Address space layout randomization

A number of techniques have been proposed to subvert attacks based on return-oriented programming.[17] Most rely on randomizing the location
of program and library code, so that an attacker cannot accurately predict the location of instructions that might be useful in gadgets and
therefore cannot mount a successful return-oriented programming attack chain. One fairly common implementation of this technique, address
space layout randomization (ASLR), loads shared libraries into a different memory location at each program load. Although widely deployed by
modern operating systems, ASLR is vulnerable to information leakage attacks and other approaches to determine the address of any known
library function in memory. If an attacker can successfully determine the location of one known instruction, the position of all others can be
inferred and a return-oriented programming attack can be constructed.
This randomization approach can be taken further by relocating all the instructions and/or other program state (registers and stack objects) of
the program separately, instead of just library locations.[18][19][20] This requires extensive runtime support, such as a software dynamic
translator, to piece the randomized instructions back together at runtime. This technique is successful at making gadgets difficult to find and
utilize, but comes with significant overhead.
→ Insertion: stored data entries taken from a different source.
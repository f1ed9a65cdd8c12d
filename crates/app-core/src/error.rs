/// Errors raised by the platform-free scene logic.
#[derive(Debug, thiserror::Error)]
pub enum SceneError {
    #[error("invalid hex color {0:?}: expected #rrggbb")]
    InvalidColor(String),
    #[error("failed to decode gradient image: {0}")]
    GradientDecode(#[from] image::ImageError),
    #[error("gradient image is empty")]
    EmptyGradient,
    #[error("parameter {name} out of range: {value}")]
    ParamOutOfRange { name: &'static str, value: f32 },
}

pub type Result<T> = std::result::Result<T, SceneError>;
Another approach, taken by kBouncer, modifies the operating system to verify that return instructions actually divert control flow back to a
location immediately following a call instruction. This prevents gadget chaining, but carries a heavy performance penalty, and is not effective
against jump-oriented programming attacks which alter jumps and other control-flow-modifying instructions instead of returns.[21]

Binary code randomization

Some modern systems such as Cloud Lambda (FaaS) and IoT remote updates use Cloud infrastructure to perform on-the-fly compilation before
software deployment. A technique that introduces variations to each instance of an executing software can dramatically increase software's
immunity to ROP attacks. Brute forcing Cloud Lambda may result in attacking several instances of the randomized software which reduces the
effectiveness of the attack. Asaf Shelly published the technique in 2017[22] and demonstrated the use of Binary Randomization in a software
update system. For every updated device, the Cloud-based service introduced variations to code, performs online compilation, and dispatched the
binary. This technique is very effective because ROP attacks rely on knowledge of the internal structure of the software. The drawback of the
technique is that the software is never fully tested before it is deployed because it is not feasible to test all variations of the randomized software.
This means that many Binary Randomization techniques are applicable for network interfaces and system programming and are less
recommended for complex algorithms.

SEHOP
Structured Exception Handler Overwrite Protection is a feature of Windows which protects against the most common stack overflow attacks,
especially against attacks on a structured exception handler.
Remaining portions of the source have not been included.